§ ACTIVITY
Repeat the records in full, exactly.

§ PROVIDED INFORMATION
________
//! Tracing subscriber set-up.

use serde::{Deserialize, Serialize};
use std::str::FromStr;
use tracing_bunyan_formatter::{BunyanFormattingLayer, JsonStorageLayer};
use tracing::Dispatch;
use tracing_subscriber::fmt::MakeWriter;
use tracing_subscriber::{fmt, prelude::*, EnvFilter};

use crate::error::AppError;

const DEFAULT_FILTER: &str = "haven_core=info,haven=info";

/// Output format of the log stream.
#[derive(Debug, Clone, Copy, PartialEq, Eq, Default, Serialize, Deserialize)]
#[serde(rename_all = "lowercase")]
pub enum LogFormat {
    /// Human-readable lines on stderr.
    #[default]
    Pretty,
    /// Bunyan-style JSON records on stderr.
    Json,
}

impl FromStr for LogFormat {
    type Err = AppError;

    fn from_str(s: &str) -> Result<Self, Self::Err> {
        match s.trim().to_ascii_lowercase().as_str() {
            "pretty" | "text" => Ok(LogFormat::Pretty),
            "json" | "bunyan" => Ok(LogFormat::Json),
            other => Err(AppError::Config(format!("Unknown log format: {}", other))),
        }
    }
}

/// Installs the global subscriber. `RUST_LOG` overrides the default filter.
///
/// Fails if a subscriber is already installed.
pub fn init(format: LogFormat) -> Result<(), AppError> {
    dispatch(format, std::io::stderr)
        .try_init()
        .map_err(|e| AppError::Internal(format!("Failed to install tracing subscriber: {}", e)))?;
    tracing::debug!(?format, "Tracing initialized");
    Ok(())
}

/// Builds the subscriber for `format` without installing it.
pub fn dispatch<W>(format: LogFormat, writer: W) -> Dispatch
where
    W: for<'a> MakeWriter<'a> + Send + Sync + 'static,
{
    let env_filter =
        EnvFilter::try_from_default_env().unwrap_or_else(|_| EnvFilter::new(DEFAULT_FILTER));

    match format {
        LogFormat::Json => Dispatch::new(
            tracing_subscriber::registry()
                .with(env_filter)
                .with(JsonStorageLayer)
                .with(BunyanFormattingLayer::new("haven".into(), writer)),
        ),
        LogFormat::Pretty => Dispatch::new(
            tracing_subscriber::registry().with(env_filter).with(
                fmt::layer()
                    .with_writer(writer)
                    .with_target(true)
                    .with_ansi(false)
                    .compact(),
            ),
        ),
    }
}

#[cfg(test)]
mod tests {
    use super::*;
    use std::io;
    use std::sync::{Arc, Mutex};

    /// In-memory log sink.
    #[derive(Clone, Default)]
    struct Captured(Arc<Mutex<Vec<u8>>>);

    impl Captured {
        fn text(&self) -> String {
            String::from_utf8(self.0.lock().unwrap().clone()).unwrap()
        }
    }

    impl io::Write for Captured {
        fn write(&mut self, buf: &[u8]) -> io::Result<usize> {
            self.0.lock().unwrap().extend_from_slice(buf);
            Ok(buf.len())
        }

        fn flush(&mut self) -> io::Result<()> {
            Ok(())
        }
    }

    impl<'a> MakeWriter<'a> for Captured {
        type Writer = Captured;

        fn make_writer(&'a self) -> Self::Writer {
            self.clone()
        }
    }

    fn capture(format: LogFormat) -> String {
        let sink = Captured::default();
        let dispatch = temp_env::with_var_unset("RUST_LOG", || dispatch(format, sink.clone()));
        tracing::dispatcher::with_default(&dispatch, || {
            tracing::info!(depth = 3, "Turn complete");
            tracing::debug!("below the default level");
        });
        sink.text()
    }

    #[test]
    fn test_parse_log_format() {
        assert_eq!("json".parse::<LogFormat>().unwrap(), LogFormat::Json);
        assert_eq!(" Pretty ".parse::<LogFormat>().unwrap(), LogFormat::Pretty);
        assert!(matches!("xml".parse::<LogFormat>(), Err(AppError::Config(_))));
    }

    #[test]
    fn test_json_records_are_bunyan() {
        let output = capture(LogFormat::Json);
        let records: Vec<serde_json::Value> = output
            .lines()
            .map(|line| serde_json::from_str(line).unwrap())
            .collect();
        assert_eq!(records.len(), 1);
        assert_eq!(records[0]["name"], "haven");
        assert_eq!(records[0]["msg"], "Turn complete");
        assert_eq!(records[0]["depth"], 3);
        assert_eq!(records[0]["level"], 30);
    }

    #[test]
    fn test_pretty_lines_respect_default_filter() {
        let output = capture(LogFormat::Pretty);
        assert!(output.contains("Turn complete"));
        assert!(output.contains("depth=3"));
        assert!(!output.contains("below the default level"));
    }
}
________
§ SOLVED PROBLEM
//! Tracing subscriber set-up.

use serde::{Deserialize, Serialize};
use std::str::FromStr;
use tracing_bunyan_formatter::{BunyanFormattingLayer, JsonStorageLayer};
use tracing::Dispatch;
use tracing_subscriber::fmt::MakeWriter;
use tracing_subscriber::{fmt, prelude::*, EnvFilter};

use crate::error::AppError;

const DEFAULT_FILTER: &str = "haven_core=info,haven=info";

/// Output format of the log stream.
#[derive(Debug, Clone, Copy, PartialEq, Eq, Default, Serialize, Deserialize)]
#[serde(rename_all = "lowercase")]
pub enum LogFormat {
    /// Human-readable lines on stderr.
    #[default]
    Pretty,
    /// Bunyan-style JSON records on stderr.
    Json,
}

impl FromStr for LogFormat {
    type Err = AppError;

    fn from_str(s: &str) -> Result<Self, Self::Err> {
        match s.trim().to_ascii_lowercase().as_str() {
            "pretty" | "text" => Ok(LogFormat::Pretty),
            "json" | "bunyan" => Ok(LogFormat::Json),
            other => Err(AppError::Config(format!("Unknown log format: {}", other))),
        }
    }
}

/// Installs the global subscriber. `RUST_LOG` overrides the default filter.
///
/// Fails if a subscriber is already installed.
pub fn init(format: LogFormat) -> Result<(), AppError> {
    dispatch(format, std::io::stderr)
        .try_init()
        .map_err(|e| AppError::Internal(format!("Failed to install tracing subscriber: {}", e)))?;
    tracing::debug!(?format, "Tracing initialized");
    Ok(())
}

/// Builds the subscriber for `format` without installing it.
pub fn dispatch<W>(format: LogFormat, writer: W) -> Dispatch
where
    W: for<'a> MakeWriter<'a> + Send + Sync + 'static,
{
    let env_filter =
        EnvFilter::try_from_default_env().unwrap_or_else(|_| EnvFilter::new(DEFAULT_FILTER));

    match format {
        LogFormat::Json => Dispatch::new(
            tracing_subscriber::registry()
                .with(env_filter)
                .with(JsonStorageLayer)
                .with(BunyanFormattingLayer::new("haven".into(), writer)),
        ),
        LogFormat::Pretty => Dispatch::new(
            tracing_subscriber::registry().with(env_filter).with(
                fmt::layer()
                    .with_writer(writer)
                    .with_target(true)
                    .with_ansi(false)
                    .compact(),
            ),
        ),
    }
}

#[cfg(test)]
mod tests {
    use super::*;
    use std::io;
    use std::sync::{Arc, Mutex};

    /// In-memory log sink.
    #[derive(Clone, Default)]
    struct Captured(Arc<Mutex<Vec<u8>>>);

    impl Captured {
        fn text(&self) -> String {
            String::from_utf8(self.0.lock().unwrap().clone()).unwrap()
        }
    }

    impl io::Write for Captured {
        fn write(&mut self, buf: &[u8]) -> io::Result<usize> {
            self.0.lock().unwrap().extend_from_slice(buf);
            Ok(buf.len())
        }

        fn flush(&mut self) -> io::Result<()> {
            Ok(())
        }
    }

    impl<'a> MakeWriter<'a> for Captured {
        type Writer = Captured;

        fn make_writer(&'a self) -> Self::Writer {
            self.clone()
        }
    }

    fn capture(format: LogFormat) -> String {
        let sink = Captured::default();
        let dispatch = temp_env::with_var_unset("RUST_LOG", || dispatch(format, sink.clone()));
        tracing::dispatcher::with_default(&dispatch, || {
            tracing::info!(depth = 3, "Turn complete");
            tracing::debug!("below the default level");
        });
        sink.text()
    }

    #[test]
    fn test_parse_log_format() {
        assert_eq!("json".parse::<LogFormat>().unwrap(), LogFormat::Json);
        assert_eq!(" Pretty ".parse::<LogFormat>().unwrap(), LogFormat::Pretty);
        assert!(matches!("xml".parse::<LogFormat>(), Err(AppError::Config(_))));
    }

    #[test]
    fn test_json_records_are_bunyan() {
        let output = capture(LogFormat::Json);
        let records: Vec<serde_json::Value> = output
            .lines()
            .map(|line| serde_json::from_str(line).unwrap())
            .collect();
        assert_eq!(records.len(), 1);
        assert_eq!(records[0]["name"], "haven");
        assert_eq!(records[0]["msg"], "Turn complete");
        assert_eq!(records[0]["depth"], 3);
        assert_eq!(records[0]["level"], 30);
    }

    #[test]
    fn test_pretty_lines_respect_default_filter() {
        let output = capture(LogFormat::Pretty);
        assert!(output.contains("Turn complete"));
        assert!(output.contains("depth=3"));
        assert!(!output.contains("below the default level"));
    }
}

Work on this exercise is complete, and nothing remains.